Director Karan Malhotra overstuffs a simple family story about strained ties into a nearly three-hour long cacophonous music video, writes Sukanya Verma.

Remember Amar and Prem's encounter in Sevaram's queer guesthouse wherein they grab and smother each other pretending to hug it out till the latter is reminded of Ramanand Sagar's Bharat-Ram reunion episode?  

Believe it or not but that's exactly what I was thinking of while watching the final showdown between Akshay Kumar and Sidharth Malhotra inside a fighting cage in Brothers. I love Andaz Apna Apna to bits but this NOT A COMPLIMENT.

A MMA (Mixed Martial Arts) combat that sparks off hilarity, how absurd can it be? A lot, my dear readers, A LOT.

In Brothers, Akshay and Sidharth -- sporting mouthguard, boxing trunks, gristly beards et al -- are strangulating one other while holding a mini mumbling conversation.

'Tum kitne feffish ho' (You're so selfish!).

'I'm foffy Monty.' (I am sorry, Monty!) 

They may be the ones rolling on the floor but the audience is the one left laughing through this cheesy schlock about sparring siblings that is Karan Malhotra's Brothers, an official remake of the underrated 2011 Hollywood family/sports drama, Warrior.

Tom Hardy's -- a champion actor on all occasions -- shoes are too big to fill. And so the makers split bits of his characterization into both the leading men of Brothers. In this bargain, Malhotra's Monty ends up looking like a bungling bonehead, a grungy Moose with no more than vacant scowls and scruff to offer.

In yet another tiring example of Bollywood's Basanti-fixation, Malhotra deviates quite a bit from the original -- meaning: overstuff a simple family story about strained ties into a nearly three-hour long cacophonous music video. 

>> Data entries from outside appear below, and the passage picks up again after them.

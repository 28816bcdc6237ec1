/*
level.rs

Copyright 2025 Hervé Quatremain

This file is part of Linegame.

Linegame is free software: you can redistribute it and/or modify it under the
terms of the GNU General Public License as published by the Free Software
Foundation, either version 3 of the License, or (at your option) any later
version.

Linegame is distributed in the hope that it will be useful, but WITHOUT ANY
WARRANTY; without even the implied warranty of MERCHANTABILITY or FITNESS FOR
A PARTICULAR PURPOSE. See the GNU General Public License for more details.

You should have received a copy of the GNU General Public License along with
Linegame. If not, see <https://www.gnu.org/licenses/>.

SPDX-License-Identifier: GPL-3.0-or-later
*/

//! Stored levels and level groups.
//!
//! A [`Level`] is the record written by the generator and read back at play time: the puzzle
//! geometry together with one accepted solution.
//! Levels of the same difficulty are stored together in a [`LevelGroup`].
//!
//! ```json
//! {
//!   "field_size": 3,
//!   "start_cell": {"x": 0, "y": 0},
//!   "end_cell": {"x": 2, "y": 2},
//!   "order": [{"x": 0, "y": 1}],
//!   "blockers": [],
//!   "answer": [[1, 1, 2], [2, 3, 3], [1, 1, 4]]
//! }
//! ```

use serde::{Deserialize, Serialize};

use crate::generator::answer_matrix::{self, AnswerMatrix};
use crate::generator::cell::Cell;
use crate::generator::grid::{Grid, GridError};
use crate::generator::group_code::LevelGroupCode;
use crate::generator::path::Path;
use crate::validator::{self, AnswerError};

/// Level record.
#[derive(Serialize, Deserialize, Debug, Clone, PartialEq, Eq)]
pub struct Level {
    pub field_size: usize,
    pub start_cell: Cell,
    pub end_cell: Cell,

    /// Waypoints, in the order they must be visited.
    #[serde(default)]
    pub order: Vec<Cell>,

    #[serde(default)]
    pub blockers: Vec<Cell>,

    /// One accepted solution, which is also the hint given to players.
    pub answer: AnswerMatrix,
}

impl Level {
    /// Create a [`Level`] object from a grid and one of its solutions.
    pub fn from_solution(grid: &Grid, path: &Path) -> Self {
        Self {
            field_size: grid.field_size(),
            start_cell: grid.start(),
            end_cell: grid.end(),
            order: grid.waypoints().to_vec(),
            blockers: grid.blockers().to_vec(),
            answer: answer_matrix::encode(path, grid),
        }
    }

    /// Rebuild the puzzle geometry.
    ///
    /// # Errors
    ///
    /// The method returns an error if the stored geometry is not consistent.
    pub fn grid(&self) -> Result<Grid, GridError> {
        Grid::new(
            self.field_size,
            self.start_cell,
            self.end_cell,
            self.order.clone(),
            self.blockers.clone(),
        )
    }

    /// Return the level group.
    pub fn group_code(&self) -> LevelGroupCode {
        LevelGroupCode::new(self.field_size, self.order.len(), self.blockers.len())
    }

    /// Return the solution stored with the level.
    pub fn hint(&self) -> &AnswerMatrix {
        &self.answer
    }

    /// Verify a player's answer.
    ///
    /// # Errors
    ///
    /// The method returns [`LevelError::Grid`] if the level itself is broken, and
    /// [`LevelError::Answer`] with the first problem found in the answer otherwise.
    pub fn check(&self, answer: &AnswerMatrix) -> Result<(), LevelError> {
        let grid: Grid = self.grid()?;
        validator::validate(&grid, answer)?;
        Ok(())
    }
}

/// Error returned by [`Level::check`].
#[derive(thiserror::Error, Debug, Clone, PartialEq, Eq)]
pub enum LevelError {
    #[error(transparent)]
    Grid(#[from] GridError),

    #[error(transparent)]
    Answer(#[from] AnswerError),
}

/// Group of levels of the same difficulty.
#[derive(Serialize, Deserialize, Debug, Clone, PartialEq, Eq)]
pub struct LevelGroup {
    pub field_size: usize,

    /// Number of waypoints in each level.
    pub orders: usize,

    /// Number of blockers in each level.
    pub blockers: usize,

    #[serde(default)]
    pub levels: Vec<Level>,
}

impl LevelGroup {
    /// Create an empty [`LevelGroup`] object.
    pub fn new(code: LevelGroupCode) -> Self {
        Self {
            field_size: code.field_size,
            orders: code.waypoints,
            blockers: code.blockers,
            levels: Vec::new(),
        }
    }

    /// Return the group code.
    pub fn code(&self) -> LevelGroupCode {
        LevelGroupCode::new(self.field_size, self.orders, self.blockers)
    }

    /// Return the level at the given position.
    pub fn get(&self, level_num: usize) -> Option<&Level> {
        self.levels.get(level_num)
    }
}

The first half is a series of contrived flashbacks playing out like recycled Richard Marx music videos. One to establish Akshay Kumar's quickie courtship of Jacqueline Fernandez, K Jo-brand middle-class marital bliss and sick child complication, the other to explain Jackie Shroff's muddled past -- alcoholism, infidelity, love child -- around a glycerine-armed Shefali Shah.

And all of it is marked in such zealous, glaring displays of Christian symbolism -- crucifixes, churches, Jesus tattoos, sign of the cross, Bible, prayers, choirs, coffins, it could put Finding Fanny to shame. Even the girl (a repetitive Kareena Kapoor) in its item number, she's Mary not Munni mind you, dare not disturb its religious thread.

I would brave the glut -- Kiran Kumar in purple suits and rhinestone brooches, frames bursting with deadpan actors and tacky dialogues ('Fighter ki want uski jeet ka formula hoti hai'), juvenile television debates over the ethical issues surrounding MMA, yet another towering contestant named Luca (from the so-much-better Apne) and Jackie Shroff's exuberant hamming -- if it would lead to something coherent.

Almost nothing happens in the first one and a half hour except a dreary, dragging assertion of how miserable these people are -- people Malhotra wants us to care about by hammering our eardrums with Ajay-Atul's blaring background score that's almost threatening us to feel something... anything.

I did feel like one of those MMA fighters 'Shaolin I-forget-the-rest-of-his-name' at one point. But things didn't end too well for him. Neither do they for this writer who likes a good fight when she sees one.

But lacklustre, strategy-devoid bam bam, where the camera is more concerned with Rocky-replicas gnashing their teeth and glowering through busted eyeballs, is such a let down after enduring torturous degrees of schmaltz in hope of better.

If they were so hell-bent on changing the script, Brothers should've picked the flamboyant, over-the-top WWF in place of MMA. It's more in sync with Malhotra's masala aesthetics and the memory of Akshay Kumar taking on Undertaker in Khiladiyon Ka Khiladi still delights.  

What you get is an earnest Khiladi sporting his graceful greys in a movie that's too cosmetic, loud and exhausting to take notice.